With some creative thinking, play can be located close to home. Not just nearby— in fact, right where kids live. Residential communities, including multi-family complexes that many kids call home, offer untapped opportunities for convenient play. It is easy to find a common area, open space, pathways, an underutilized parking area or other leftover spaces that could be put to better, and more playful, use. With kids already playing in these spaces, there are opportunities to learn from, and build upon, existing patterns of play.
The designs of many multi-family housing communities may not foster human interaction of any sort, let alone inspiring play and providing welcoming environments for kids and families.

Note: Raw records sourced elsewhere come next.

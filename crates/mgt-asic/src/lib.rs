//! MGT ASIC (SAM Coupé display synthesis).
//!
//! The ASIC generates the SAM's display: it maps the frame cycle counter to a
//! raster position, rasterizes the picture incrementally in lockstep with the
//! CPU, reproduces the mid-scanline mode-change and screen-enable artefacts,
//! double-buffers the output, computes per-line change flags for the blit
//! stage, and throttles frame drawing under turbo speeds.
//!
//! # Standalone IC
//!
//! This crate has no dependencies — the ASIC reads display memory through the
//! [`VideoMemory`] trait supplied by the caller, keeping it decoupled from any
//! particular memory model. Only the display *page number* is stored; every
//! fetch goes back through the trait, so a page or mode change is picked up
//! immediately.
//!
//! # Timing (PAL)
//!
//! - 384 cycles per line = 48 blocks of 8 cycles (one block = 8 screen pixels)
//! - 312 lines per frame: 68 top border + 192 screen + 52 bottom border
//! - 119,808 cycles per frame (≈50.08 frames/second at 6 MHz)
//! - The frame cycle counter starts 64 cycles before the display of line 0;
//!   positions inside that window report as (0, 0)
//!
//! # Screen memory layout
//!
//! Four screen modes, addressed within the 16K display page:
//!
//! - Mode 1: Spectrum-compatible — interleaved bitmap
//!   (`(y & 0xC0) << 5 | (y & 0x07) << 8 | (y & 0x38) << 2`), attributes at
//!   6144 onwards, 32 bytes per 8-line group
//! - Mode 2: linear bitmap at `y << 5`, attributes 8K later
//! - Mode 3: 512×192×4 colours, 128 bytes per line, four 2-bit pixels per byte
//! - Mode 4: 256×192×16 colours, 128 bytes per line, two 4-bit pixels per byte
//!
//! Modes 3 and 4 need 24K, so the display spans an even/odd page pair and
//! fetch offsets may run past the first page.
//!
//! # Output surfaces
//!
//! Palette-index bytes (0-127 master palette), row-major. One block renders
//! to 16 output pixels — mode 3's horizontal resolution; the other modes
//! double each screen pixel. Surfaces are allocated at twice the view height:
//! the rasterizer writes single-height rows and the diagnostic composite
//! line-doubles into the full allocation.

mod asic;
mod mode;
mod palette;
mod raster;
mod screen;
mod turbo;
mod view;

pub use asic::{Asic, FinishedFrame, Overlay};
pub use mode::ScreenMode;
pub use palette::{BLACK, GREYS, PALETTE};
pub use raster::{RasterPos, raster_pos};
pub use screen::{DirtyLines, Surface};
pub use turbo::{TURBO_DISK, TURBO_KEY};
pub use view::{BorderView, ViewWindow};

/// Main screen dimensions in lines and 8-pixel blocks.
pub const SCREEN_LINES: u32 = 192;
pub const SCREEN_BLOCKS: u32 = 32;

/// Border bands surrounding the main screen.
pub const TOP_BORDER_LINES: u32 = 68;
pub const BOTTOM_BORDER_LINES: u32 = 52;
pub const BORDER_BLOCKS: u32 = 8;

/// Full frame dimensions.
pub const HEIGHT_LINES: u32 = TOP_BORDER_LINES + SCREEN_LINES + BOTTOM_BORDER_LINES;
pub const WIDTH_BLOCKS: u32 = BORDER_BLOCKS + SCREEN_BLOCKS + BORDER_BLOCKS;

/// Cycle counts: 8 cycles per block, 384 per line, 119,808 per frame.
pub const CYCLES_PER_BLOCK: u32 = 8;
pub const CYCLES_PER_LINE: u32 = WIDTH_BLOCKS * CYCLES_PER_BLOCK;
pub const CYCLES_PER_FRAME: u32 = HEIGHT_LINES * CYCLES_PER_LINE;

/// The frame cycle counter leads the display of line 0 by one border's worth
/// of blocks. Counts inside this window belong to the previous frame's final
/// line; they report as position (0, 0) — see [`raster_pos`].
pub const RASTER_OFFSET_CYCLES: u32 = BORDER_BLOCKS * CYCLES_PER_BLOCK;

/// ASIC settle time after a mid-scanline register change: rendering resumes
/// one block after the artefact cell.
pub const VIDEO_PIPELINE_CYCLES: u32 = 8;

/// Output pixels per block (mode 3 horizontal resolution).
pub const PIXELS_PER_BLOCK: u32 = 16;

/// Read-only access to the SAM's paged display memory.
///
/// Implementations must be side-effect free: the ASIC fetches through this
/// trait both while rasterizing and from diagnostic accessors.
pub trait VideoMemory {
    /// Read a display byte. `offset` is relative to the start of the given
    /// 16K page and may extend into the following page (modes 3 and 4 use a
    /// 24K display spanning a page pair).
    fn vram_peek(&self, page: u8, offset: u32) -> u8;
}
//! SAM Coupé display pipeline.
//!
//! Pairs the MGT ASIC display synthesis (`mgt-asic`) with the machine-side
//! pieces it needs: the SAM's paged internal RAM, display configuration, and
//! headless PNG capture of finished frames. The CPU and I/O decoding live
//! outside this crate; anything that owns a [`SamMemory`] and a cycle counter
//! can drive the display.

#[cfg(feature = "native")]
pub mod capture;
mod config;
mod memory;

pub use config::{RamSize, SamConfig};
pub use memory::{PAGE_SIZE, SamMemory};
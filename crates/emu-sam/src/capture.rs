//! Headless capture: PNG screenshots of finished frames.

use std::error::Error;
use std::fs;
use std::path::Path;

use mgt_asic::{Asic, PALETTE};

/// Save the last presented frame as a PNG file.
///
/// The frame is palette-indexed; this resolves each byte through the master
/// palette to RGBA for the PNG encoder.
pub fn save_screenshot(asic: &Asic, path: &Path) -> Result<(), Box<dyn Error>> {
    let frame = asic.finished_surface();
    let width = frame.pitch as u32;
    let height = frame.rows as u32;

    let file = fs::File::create(path)?;
    let w = std::io::BufWriter::new(file);
    let mut encoder = png::Encoder::new(w, width, height);
    encoder.set_color(png::ColorType::Rgba);
    encoder.set_depth(png::BitDepth::Eight);
    let mut writer = encoder.write_header()?;

    // Palette indices → RGBA bytes
    let mut rgba = Vec::with_capacity(frame.rows * frame.pitch * 4);
    for &index in &frame.pixels[..frame.rows * frame.pitch] {
        let argb = PALETTE[usize::from(index & 0x7F)];
        rgba.push(((argb >> 16) & 0xFF) as u8);
        rgba.push(((argb >> 8) & 0xFF) as u8);
        rgba.push((argb & 0xFF) as u8);
        rgba.push(0xFF); // Alpha
    }

    writer.write_image_data(&rgba)?;
    Ok(())
}
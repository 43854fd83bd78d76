//! Display configuration.

use mgt_asic::{Asic, BorderView};

/// Fitted internal RAM.
#[derive(Debug, Clone, Copy, PartialEq, Eq, Default)]
#[cfg_attr(feature = "serde", derive(serde::Serialize, serde::Deserialize))]
pub enum RamSize {
    Ram256K,
    #[default]
    Ram512K,
}

impl RamSize {
    #[must_use]
    pub fn bytes(self) -> usize {
        match self {
            Self::Ram256K => 256 * 1024,
            Self::Ram512K => 512 * 1024,
        }
    }
}

/// Configuration for the display pipeline.
#[derive(Debug, Clone, PartialEq, Eq)]
#[cfg_attr(feature = "serde", derive(serde::Serialize, serde::Deserialize))]
pub struct SamConfig {
    /// Border view preset index (0-4), as stored in the options file.
    pub borders: u8,
    pub ram: RamSize,
    /// Throttle frame drawing during accelerated disk access.
    pub turbo_disk: bool,
}

impl Default for SamConfig {
    fn default() -> Self {
        Self { borders: 2, ram: RamSize::default(), turbo_disk: true }
    }
}

impl SamConfig {
    /// The border preset this configuration selects; out-of-range indices
    /// fall back to the narrowest view.
    #[must_use]
    pub fn border_view(&self) -> BorderView {
        BorderView::from_index(self.borders)
    }

    /// Build the display engine for this configuration.
    #[must_use]
    pub fn build_display(&self) -> Asic {
        Asic::new(self.border_view(), self.turbo_disk)
    }

    #[cfg(feature = "serde")]
    pub fn from_json(json: &str) -> Result<Self, serde_json::Error> {
        serde_json::from_str(json)
    }

    #[cfg(feature = "serde")]
    pub fn to_json(&self) -> Result<String, serde_json::Error> {
        serde_json::to_string_pretty(self)
    }
}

Fragmented or dispersed housing layouts, combined with the lack of suitable places to gather, can have the effect of keeping neighbors away from each other, rather than bringing them together. Fences may separate residents, while discouraging access to usable open spaces. And yet, there is no better way to unlock and transcend these physical and psychological barriers in a residential community— and to foster connections among residents—than by giving kids places to play just outside their door.
Given the ample opportunities for play within existing multi-family housing communities, these design principles focus on retrofitting existing housing developments for play. Many of the same ideas and principles can be integrated into the design of new housing, which can be an attractive feature for prospective residents.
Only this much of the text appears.